___ DATA SECTION

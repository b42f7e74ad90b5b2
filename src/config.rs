//! Configuration management for the Parley client

use std::path::PathBuf;
use std::time::Duration;

use serde::Deserialize;

use crate::Result;

/// Parley client configuration
#[derive(Debug, Clone)]
pub struct Config {
    /// Chat backend base URL
    pub backend_url: String,

    /// Per-request timeout for backend calls
    pub request_timeout: Duration,

    /// Voice configuration
    pub voice: VoiceConfig,

    /// Reveal pacing configuration
    pub reveal: RevealConfig,
}

/// Voice input/output configuration
#[derive(Debug, Clone, Default)]
pub struct VoiceConfig {
    /// Enable voice capture and playback
    pub enabled: bool,

    /// Default voice profile for synthesis (e.g. "qiniu_zh_male_ljfdxz")
    pub voice_profile: Option<String>,
}

/// Text reveal pacing
#[derive(Debug, Clone)]
pub struct RevealConfig {
    /// Delay per revealed character
    pub char_delay: Duration,

    /// Delay per revealed segment
    pub segment_delay: Duration,
}

impl Default for RevealConfig {
    fn default() -> Self {
        Self {
            char_delay: Duration::from_millis(30),
            segment_delay: Duration::from_millis(500),
        }
    }
}

/// Shape of the optional TOML config file
#[derive(Debug, Default, Deserialize)]
pub struct ParleyConfigFile {
    /// Chat backend base URL
    pub backend_url: Option<String>,
    /// Per-request timeout in seconds
    pub request_timeout_secs: Option<u64>,
    /// Default voice profile for synthesis
    pub voice_profile: Option<String>,
    /// Disable voice features
    pub disable_voice: Option<bool>,
    /// Milliseconds per revealed character
    pub reveal_char_ms: Option<u64>,
    /// Milliseconds per revealed segment
    pub reveal_segment_ms: Option<u64>,
}

/// Return the config file path: `~/.config/omni/parley/config.toml`
#[must_use]
pub fn config_file_path() -> Option<PathBuf> {
    directories::BaseDirs::new().map(|d| {
        d.config_dir()
            .join("omni")
            .join("parley")
            .join("config.toml")
    })
}

/// Load the TOML config file from the standard path
///
/// Returns `ParleyConfigFile::default()` if the file doesn't exist or can't
/// be parsed.
#[must_use]
pub fn load_config_file() -> ParleyConfigFile {
    let Some(path) = config_file_path() else {
        return ParleyConfigFile::default();
    };

    if !path.exists() {
        return ParleyConfigFile::default();
    }

    match std::fs::read_to_string(&path) {
        Ok(content) => match toml::from_str(&content) {
            Ok(config) => {
                tracing::info!(path = %path.display(), "loaded config file");
                config
            }
            Err(e) => {
                tracing::warn!(
                    path = %path.display(),
                    error = %e,
                    "failed to parse config file, using defaults"
                );
                ParleyConfigFile::default()
            }
        },
        Err(e) => {
            tracing::warn!(
                path = %path.display(),
                error = %e,
                "failed to read config file"
            );
            ParleyConfigFile::default()
        }
    }
}

impl Config {
    /// Load configuration from environment variables layered over the
    /// optional config file
    ///
    /// # Errors
    ///
    /// Returns error if a value fails validation (e.g. a zero timeout)
    pub fn load() -> Result<Self> {
        Self::load_with_options(false)
    }

    /// Load configuration with explicit voice disable option
    ///
    /// # Errors
    ///
    /// Returns error if a value fails validation
    pub fn load_with_options(disable_voice: bool) -> Result<Self> {
        let file = load_config_file();

        let backend_url = std::env::var("PARLEY_BACKEND_URL")
            .ok()
            .or(file.backend_url)
            .unwrap_or_else(|| "http://localhost:8080".to_string());

        let timeout_secs = std::env::var("PARLEY_TIMEOUT_SECS")
            .ok()
            .and_then(|s| s.parse().ok())
            .or(file.request_timeout_secs)
            .unwrap_or(30);
        if timeout_secs == 0 {
            return Err(crate::Error::Config(
                "request timeout must be non-zero".to_string(),
            ));
        }

        let voice_disabled = disable_voice
            || std::env::var("PARLEY_DISABLE_VOICE")
                .map(|v| v == "1" || v.eq_ignore_ascii_case("true"))
                .unwrap_or(false)
            || file.disable_voice.unwrap_or(false);

        let voice = VoiceConfig {
            enabled: !voice_disabled,
            voice_profile: std::env::var("PARLEY_VOICE_PROFILE")
                .ok()
                .or(file.voice_profile),
        };

        if voice_disabled {
            tracing::info!("voice disabled");
        }

        let reveal_defaults = RevealConfig::default();
        let reveal = RevealConfig {
            char_delay: std::env::var("PARLEY_REVEAL_CHAR_MS")
                .ok()
                .and_then(|s| s.parse().ok())
                .or(file.reveal_char_ms)
                .map_or(reveal_defaults.char_delay, Duration::from_millis),
            segment_delay: std::env::var("PARLEY_REVEAL_SEGMENT_MS")
                .ok()
                .and_then(|s| s.parse().ok())
                .or(file.reveal_segment_ms)
                .map_or(reveal_defaults.segment_delay, Duration::from_millis),
        };

        Ok(Self {
            backend_url,
            request_timeout: Duration::from_secs(timeout_secs),
            voice,
            reveal,
        })
    }
}

#[cfg(test)]
mod tests {
    use super::*;

    #[test]
    fn config_file_parses_partial_toml() {
        let parsed: ParleyConfigFile =
            toml::from_str("backend_url = \"http://example.test\"\nreveal_char_ms = 10\n")
                .unwrap();
        assert_eq!(parsed.backend_url.as_deref(), Some("http://example.test"));
        assert_eq!(parsed.reveal_char_ms, Some(10));
        assert!(parsed.voice_profile.is_none());
    }

    #[test]
    fn config_file_defaults_on_empty() {
        let parsed: ParleyConfigFile = toml::from_str("").unwrap();
        assert!(parsed.backend_url.is_none());
        assert!(parsed.disable_voice.is_none());
    }

    #[test]
    fn reveal_defaults() {
        let reveal = RevealConfig::default();
        assert_eq!(reveal.char_delay, Duration::from_millis(30));
        assert_eq!(reveal.segment_delay, Duration::from_millis(500));
    }
}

______

* TASK TO COMPLETE *
Copy out all the lines of the records that include "tracing".

* RESPONSE TO THE EXERCISE *
                tracing::info!(path = %path.display(), "loaded config file");
                tracing::warn!(
            tracing::warn!(
            tracing::info!("voice disabled");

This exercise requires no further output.